• _Work to be completed_
What lines below contain the word "without"? Please pull each one out.

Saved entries

-- -- --

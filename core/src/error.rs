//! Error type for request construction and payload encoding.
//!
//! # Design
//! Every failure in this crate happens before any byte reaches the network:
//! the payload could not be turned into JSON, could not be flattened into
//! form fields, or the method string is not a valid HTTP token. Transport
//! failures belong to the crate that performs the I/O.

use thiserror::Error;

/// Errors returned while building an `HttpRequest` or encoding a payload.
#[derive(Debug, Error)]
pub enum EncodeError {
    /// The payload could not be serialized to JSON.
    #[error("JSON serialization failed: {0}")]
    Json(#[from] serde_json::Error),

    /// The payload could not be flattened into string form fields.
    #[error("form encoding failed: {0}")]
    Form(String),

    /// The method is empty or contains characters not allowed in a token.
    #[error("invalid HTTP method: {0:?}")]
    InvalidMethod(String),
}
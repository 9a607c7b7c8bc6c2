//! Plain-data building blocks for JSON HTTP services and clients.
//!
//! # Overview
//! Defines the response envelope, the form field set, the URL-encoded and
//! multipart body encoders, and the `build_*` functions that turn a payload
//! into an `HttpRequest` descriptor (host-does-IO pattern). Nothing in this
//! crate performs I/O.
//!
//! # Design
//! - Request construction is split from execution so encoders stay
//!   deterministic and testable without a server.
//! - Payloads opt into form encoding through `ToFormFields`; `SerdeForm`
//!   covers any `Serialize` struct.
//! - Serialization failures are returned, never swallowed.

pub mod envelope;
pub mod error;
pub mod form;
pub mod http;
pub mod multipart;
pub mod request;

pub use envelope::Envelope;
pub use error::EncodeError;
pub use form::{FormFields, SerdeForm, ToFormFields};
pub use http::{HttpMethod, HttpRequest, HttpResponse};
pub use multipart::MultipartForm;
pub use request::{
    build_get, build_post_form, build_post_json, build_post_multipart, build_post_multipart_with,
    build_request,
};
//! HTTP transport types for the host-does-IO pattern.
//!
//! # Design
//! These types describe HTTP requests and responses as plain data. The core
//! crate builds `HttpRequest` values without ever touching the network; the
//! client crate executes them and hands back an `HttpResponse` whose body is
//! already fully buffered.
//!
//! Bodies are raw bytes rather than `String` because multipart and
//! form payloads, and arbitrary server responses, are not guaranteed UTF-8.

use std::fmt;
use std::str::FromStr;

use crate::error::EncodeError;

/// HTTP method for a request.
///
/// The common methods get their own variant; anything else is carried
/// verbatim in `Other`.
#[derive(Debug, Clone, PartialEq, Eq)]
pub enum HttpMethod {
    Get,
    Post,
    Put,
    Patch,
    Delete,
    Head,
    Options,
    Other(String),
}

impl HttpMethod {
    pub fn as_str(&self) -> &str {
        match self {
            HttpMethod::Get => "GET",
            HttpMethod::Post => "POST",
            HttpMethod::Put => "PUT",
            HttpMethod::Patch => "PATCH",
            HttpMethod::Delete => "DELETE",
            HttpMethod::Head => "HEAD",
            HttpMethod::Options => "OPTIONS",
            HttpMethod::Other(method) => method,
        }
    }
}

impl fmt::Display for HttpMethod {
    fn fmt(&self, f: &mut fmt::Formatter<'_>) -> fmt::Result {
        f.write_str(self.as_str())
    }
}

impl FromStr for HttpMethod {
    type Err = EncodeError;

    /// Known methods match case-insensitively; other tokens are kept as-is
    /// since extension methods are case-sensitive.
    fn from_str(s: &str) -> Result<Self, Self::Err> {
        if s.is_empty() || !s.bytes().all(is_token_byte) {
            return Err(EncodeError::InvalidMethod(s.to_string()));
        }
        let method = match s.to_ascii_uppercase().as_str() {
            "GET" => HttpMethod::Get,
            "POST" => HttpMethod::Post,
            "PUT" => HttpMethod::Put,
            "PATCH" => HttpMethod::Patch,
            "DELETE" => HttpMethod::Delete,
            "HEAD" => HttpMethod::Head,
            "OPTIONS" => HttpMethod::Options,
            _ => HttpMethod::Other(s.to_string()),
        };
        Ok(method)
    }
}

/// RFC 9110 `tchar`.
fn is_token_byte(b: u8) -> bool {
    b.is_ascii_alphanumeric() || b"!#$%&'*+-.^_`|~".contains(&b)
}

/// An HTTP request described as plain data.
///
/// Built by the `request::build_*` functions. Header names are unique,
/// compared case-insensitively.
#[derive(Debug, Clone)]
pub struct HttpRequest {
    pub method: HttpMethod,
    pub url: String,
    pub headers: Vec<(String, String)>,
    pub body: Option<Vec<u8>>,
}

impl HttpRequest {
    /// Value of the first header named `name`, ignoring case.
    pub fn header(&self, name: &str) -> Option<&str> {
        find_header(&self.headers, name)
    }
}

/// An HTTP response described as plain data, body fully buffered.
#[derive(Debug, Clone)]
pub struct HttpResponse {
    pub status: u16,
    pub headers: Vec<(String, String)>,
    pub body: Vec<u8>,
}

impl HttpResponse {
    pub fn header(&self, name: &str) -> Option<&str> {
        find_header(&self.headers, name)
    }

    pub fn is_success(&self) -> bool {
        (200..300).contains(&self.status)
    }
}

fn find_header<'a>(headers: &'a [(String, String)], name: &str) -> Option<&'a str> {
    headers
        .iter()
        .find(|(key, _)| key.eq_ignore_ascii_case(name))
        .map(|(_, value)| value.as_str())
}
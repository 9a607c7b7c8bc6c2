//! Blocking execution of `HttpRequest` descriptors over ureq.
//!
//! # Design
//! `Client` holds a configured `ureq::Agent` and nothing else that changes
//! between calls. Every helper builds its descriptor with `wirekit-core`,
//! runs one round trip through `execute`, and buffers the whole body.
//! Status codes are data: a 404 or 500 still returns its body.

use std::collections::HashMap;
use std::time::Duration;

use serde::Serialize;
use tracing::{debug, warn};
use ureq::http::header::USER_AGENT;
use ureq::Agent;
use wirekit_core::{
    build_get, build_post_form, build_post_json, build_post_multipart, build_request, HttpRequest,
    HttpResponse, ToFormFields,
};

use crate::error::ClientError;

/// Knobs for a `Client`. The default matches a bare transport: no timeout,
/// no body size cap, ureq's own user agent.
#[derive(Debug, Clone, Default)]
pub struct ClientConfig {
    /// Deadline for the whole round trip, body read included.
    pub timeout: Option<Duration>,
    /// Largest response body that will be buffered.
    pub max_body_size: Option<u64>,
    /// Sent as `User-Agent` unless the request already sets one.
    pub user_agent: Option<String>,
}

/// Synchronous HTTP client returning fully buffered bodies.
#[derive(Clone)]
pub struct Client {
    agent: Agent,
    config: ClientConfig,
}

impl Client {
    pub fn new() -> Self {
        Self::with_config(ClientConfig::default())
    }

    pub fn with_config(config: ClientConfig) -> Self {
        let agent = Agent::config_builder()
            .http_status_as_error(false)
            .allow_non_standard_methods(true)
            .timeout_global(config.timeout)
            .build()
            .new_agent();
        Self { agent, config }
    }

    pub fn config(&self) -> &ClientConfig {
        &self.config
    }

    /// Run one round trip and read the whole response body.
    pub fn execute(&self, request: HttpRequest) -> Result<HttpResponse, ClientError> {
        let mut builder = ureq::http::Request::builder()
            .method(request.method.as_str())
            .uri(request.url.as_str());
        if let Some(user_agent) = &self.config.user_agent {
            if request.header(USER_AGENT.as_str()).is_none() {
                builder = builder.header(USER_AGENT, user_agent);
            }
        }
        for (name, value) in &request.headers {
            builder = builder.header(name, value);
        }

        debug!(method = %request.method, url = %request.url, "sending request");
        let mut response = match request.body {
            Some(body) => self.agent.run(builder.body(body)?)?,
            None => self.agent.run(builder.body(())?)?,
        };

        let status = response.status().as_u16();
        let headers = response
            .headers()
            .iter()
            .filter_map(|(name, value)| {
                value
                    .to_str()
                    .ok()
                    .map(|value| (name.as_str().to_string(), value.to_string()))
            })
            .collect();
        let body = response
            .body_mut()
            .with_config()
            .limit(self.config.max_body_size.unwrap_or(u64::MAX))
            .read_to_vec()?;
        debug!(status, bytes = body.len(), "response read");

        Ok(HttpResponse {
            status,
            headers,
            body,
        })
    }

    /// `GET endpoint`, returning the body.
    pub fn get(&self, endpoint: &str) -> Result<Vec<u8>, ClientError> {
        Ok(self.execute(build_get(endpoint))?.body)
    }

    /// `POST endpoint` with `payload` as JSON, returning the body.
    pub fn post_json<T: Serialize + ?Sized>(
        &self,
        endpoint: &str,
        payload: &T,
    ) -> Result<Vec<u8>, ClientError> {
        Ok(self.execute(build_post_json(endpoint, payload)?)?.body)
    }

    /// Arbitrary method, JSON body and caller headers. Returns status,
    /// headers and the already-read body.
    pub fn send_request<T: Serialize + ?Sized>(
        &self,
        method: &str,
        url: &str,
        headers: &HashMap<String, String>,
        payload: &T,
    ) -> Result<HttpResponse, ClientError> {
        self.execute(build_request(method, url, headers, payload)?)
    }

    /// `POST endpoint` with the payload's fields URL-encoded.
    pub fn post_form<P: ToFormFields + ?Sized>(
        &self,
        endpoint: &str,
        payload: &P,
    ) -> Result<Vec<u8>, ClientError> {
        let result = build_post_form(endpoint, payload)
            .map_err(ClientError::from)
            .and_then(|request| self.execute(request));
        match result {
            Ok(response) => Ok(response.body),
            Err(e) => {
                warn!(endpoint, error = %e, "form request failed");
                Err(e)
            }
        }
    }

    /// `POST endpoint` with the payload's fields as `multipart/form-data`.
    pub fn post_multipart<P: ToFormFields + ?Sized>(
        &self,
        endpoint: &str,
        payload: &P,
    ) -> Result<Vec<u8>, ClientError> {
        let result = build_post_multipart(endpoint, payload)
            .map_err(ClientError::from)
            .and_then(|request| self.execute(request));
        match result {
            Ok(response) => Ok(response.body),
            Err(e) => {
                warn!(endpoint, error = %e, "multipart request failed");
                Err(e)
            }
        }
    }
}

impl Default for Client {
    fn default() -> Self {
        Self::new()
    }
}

-- -- --

• _Task response_
//!   deterministic and testable without a server.
//! crate builds `HttpRequest` values without ever touching the network; the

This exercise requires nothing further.